O vento sul sacudia as lonas da barraca quando Peralta Silva acordou. Algo estava diferente. O cheiro do deserto pela manhã sempre trazia notícias.
— Max — chamou, a voz rouca.
Do outro lado da fogueira apagada, Max Bitte abriu os olhos imediatamente. Dormia como um gato, sempre alerta.
— O quê?
— Poeira a oeste. Muita.
Max sentou-se, a mão já na adaga. Espreitou por entre as lonas. No horizonte, uma nuvem marrom se aproximava rápido demais para ser vento comum.
— Cavalos. Muitos.
Peralta Silva levantou-se, os ossos estalando. Era velho, mas seus olhos ainda enxergavam longe.
— Não são os nossos.
— Homens do Coronel?
— Pior. Índios rebeldes. Vêm queimar tudo.

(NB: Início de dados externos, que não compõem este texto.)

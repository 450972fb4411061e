//! Database access: opening, schema upkeep and row models

pub mod init;
pub mod migrations;
pub mod models;
pub mod schema_sync;
pub mod table_schemas;

pub use init::{init_database, init_schema};
pub use models::*;
pub use schema_sync::{quote_ident, ForeignKey, SchemaIntrospector};

/// Prefix shared by every table this toolkit owns
pub const OWN_TABLE_PREFIX: &str = "announcement_";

Max começou a recolher os pertences, mas Peralta pousou a mão em seu ombro.
— Não adianta correr. Eles conhecem essas terras melhor que nós.
— Então o quê?
Peralta sorriu, mostrando os poucos dentes que lhe restavam.
— A gente recebe eles. Oferece café. Pergunta se tão com sede.
Max franziu a testa.
— É loucura.
— É o deserto, filho. Aqui, a loucura é a única sabedoria.
A poeira se aproximava. Peralta já colocava água no fogo.